There are two sets of tubules within skeletal muscles fibers that carry out critical functions during muscle contractions: the sarcoplasmic reticulum and the T-tubules.

T-tubules (transverse tubules) are invaginations, or indentations, of the sarcolemma. They are formed much like a young picky-eater poking holes in his mashed potatoes. T-tubules communicate with the extracellular space and are filled with extracellular fluid. They are located on the sarcomere at the point where the A band and I band overlap. The T-tubules are flanked on either side by dilated regions of the cell's endoplasmic reticulum—the sarcoplasmic reticulum.

Image by Hannah Crowder and JS F24

The Sarcoplasmic reticulum (SR) is an elaborate network of smooth endoplasmic reticulum that surrounds and encases each myofibril, much like a loosely knitted sweater that covers your arms. It stores calcium which can then be released into the sarcoplasm when an action potential is conducted along the sarcolemma of the T-tubule. Most of the sarcoplasmic reticulum runs parallel to the myofibrils, but there are right-angle enlargements of the SR at the A band/I band junctions that flank the T-tubules. These enlargements are known as terminal cisternae ("end sacs"). One T-tubule inbetween the two terminal cisternae that parallel it form the triad. The triad is critical in skeletal muscle function. At each triad, the T-tubule membrane contains large numbers of voltage-dependent proteins called dihydropyridine (DHP) channels or L-type calcium channels. Although these are called channels, they do not allow calcium to move through them; rather, they are physically linked to calcium release channels on the terminal cisternae known as ryanodine receptor channels (RyR). When the membrane is depolarized by an action potential, the DHP channel detects a depolarization and causes the RyR channels to open, resulting in the release of calcium from the terminal cisternae of the SR (more on this in the next unit). To ensure a large concentration gradient for calcium is present at the terminal citsterna, each ryanodine channel as an addition protein linked to it called calsequestrin. This protein binds up calcium ions so that they don’t diffuse throughout the long network of tubes of the sarcoplasmic reticulum. The binding is very low affinity, but enough to keep calcium ions near the channel. This arrangement ensures that once the ryanodine channel is triggered to open, there will be a substantial calcium gradient to exit through the channel and into the sarcoplasm. Calsequestrin is not frequently shown in illustrations of the terminal cisternae, but we will illustrate it in this section for the previous and next images to help you see where it is. 
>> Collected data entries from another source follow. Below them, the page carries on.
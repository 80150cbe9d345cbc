pub mod archive;
pub mod config;
pub mod db;
pub mod error;
pub mod import;
pub mod logging;
pub mod migrate;
pub mod query;

#[cfg(test)]
mod test_support;

pub use config::{EntitySelection, ImportConfig, SourceEncoding};
pub use error::{ImportError, ImportResult};
pub use import::{run_import, EntityKind, ImportReport, ImportState, Importer};
use std::collections::{HashMap, HashSet};

use sqlx::SqliteConnection;

use crate::error::ImportResult;

use super::record::RowAt;
use super::store;
use super::EntityKind;

/// Memoized foreign-key existence checks for the current batch.
///
/// Only keys known to exist are remembered, so the cache never needs
/// invalidation inside a run; it is cleared between batches to bound memory.
#[derive(Debug, Default)]
pub(crate) struct ReferenceCache {
    food_groups: HashSet<i64>,
    foods: HashSet<i64>,
    nutrients: HashSet<i64>,
    sources: HashSet<i64>,
    derivations: HashSet<String>,
    data_sources: HashSet<String>,
    measurements: HashMap<(i64, i64), i64>,
}

impl ReferenceCache {
    pub(crate) fn clear(&mut self) {
        self.food_groups.clear();
        self.foods.clear();
        self.nutrients.clear();
        self.sources.clear();
        self.derivations.clear();
        self.data_sources.clear();
        self.measurements.clear();
    }

    pub(crate) fn len(&self) -> usize {
        self.food_groups.len()
            + self.foods.len()
            + self.nutrients.len()
            + self.sources.len()
            + self.derivations.len()
            + self.data_sources.len()
            + self.measurements.len()
    }

    pub(crate) async fn require_food_group(
        &mut self,
        conn: &mut SqliteConnection,
        code: i64,
        at: RowAt,
    ) -> ImportResult<()> {
        if self.food_groups.contains(&code) {
            return Ok(());
        }
        if !store::food_group_exists(conn, code).await.map_err(at.write_error())? {
            return Err(at.dangling(EntityKind::FoodGroup, code));
        }
        self.food_groups.insert(code);
        Ok(())
    }

    pub(crate) async fn require_food(
        &mut self,
        conn: &mut SqliteConnection,
        ndb_number: i64,
        at: RowAt,
    ) -> ImportResult<()> {
        if self.foods.contains(&ndb_number) {
            return Ok(());
        }
        if !store::food_exists(conn, ndb_number).await.map_err(at.write_error())? {
            return Err(at.dangling(EntityKind::Food, ndb_number));
        }
        self.foods.insert(ndb_number);
        Ok(())
    }

    pub(crate) async fn require_nutrient(
        &mut self,
        conn: &mut SqliteConnection,
        number: i64,
        at: RowAt,
    ) -> ImportResult<()> {
        if self.nutrients.contains(&number) {
            return Ok(());
        }
        if !store::nutrient_exists(conn, number).await.map_err(at.write_error())? {
            return Err(at.dangling(EntityKind::Nutrient, number));
        }
        self.nutrients.insert(number);
        Ok(())
    }

    pub(crate) async fn require_source(
        &mut self,
        conn: &mut SqliteConnection,
        code: i64,
        at: RowAt,
    ) -> ImportResult<()> {
        if self.sources.contains(&code) {
            return Ok(());
        }
        if !store::source_exists(conn, code).await.map_err(at.write_error())? {
            return Err(at.dangling(EntityKind::Source, code));
        }
        self.sources.insert(code);
        Ok(())
    }

    pub(crate) async fn require_derivation(
        &mut self,
        conn: &mut SqliteConnection,
        code: &str,
        at: RowAt,
    ) -> ImportResult<()> {
        if self.derivations.contains(code) {
            return Ok(());
        }
        if !store::derivation_exists(conn, code).await.map_err(at.write_error())? {
            return Err(at.dangling(EntityKind::DataDerivation, code));
        }
        self.derivations.insert(code.to_string());
        Ok(())
    }

    pub(crate) async fn require_data_source(
        &mut self,
        conn: &mut SqliteConnection,
        id: &str,
        at: RowAt,
    ) -> ImportResult<()> {
        if self.data_sources.contains(id) {
            return Ok(());
        }
        if !store::data_source_exists(conn, id).await.map_err(at.write_error())? {
            return Err(at.dangling(EntityKind::DataSource, id));
        }
        self.data_sources.insert(id.to_string());
        Ok(())
    }

    /// Row id of an imported measurement, keyed by `(food, nutrient)`.
    pub(crate) async fn require_measurement(
        &mut self,
        conn: &mut SqliteConnection,
        food_ndb_number: i64,
        nutrient_number: i64,
        at: RowAt,
    ) -> ImportResult<i64> {
        let key = (food_ndb_number, nutrient_number);
        if let Some(id) = self.measurements.get(&key) {
            return Ok(*id);
        }
        let id = store::measurement_id(conn, food_ndb_number, nutrient_number)
            .await
            .map_err(at.write_error())?
            .ok_or_else(|| {
                at.dangling(
                    EntityKind::NutrientData,
                    format!("{food_ndb_number}/{nutrient_number}"),
                )
            })?;
        self.measurements.insert(key, id);
        Ok(id)
    }
}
Image by Hannah Crowder and JS F24

In the image above we have a very close up image of the SR and the T tubules. Notice how the SR lies above the myofilaments proteins including actin and myosin. Notice that the DHPR (Dihydropyridine and Ryanodine Complex) proteins are activated in this image for the channels illustrated at the top while they are represented as still being in the resting stage at the bottom. The membrane potential will have to deploarize to activate the DHPR complexs which is the subject of the next section. Notice that when the DHPR complex is open, this allows calcium to escape the SR and enter the cytoplasm where it can diffuse quickly down to the myofibrils. Calcium will not have to travel far to find a troponin where it will bind. Finally, notice that no calcium enters the cytoplasm from the extracellular fluids which is found in the T-tubules.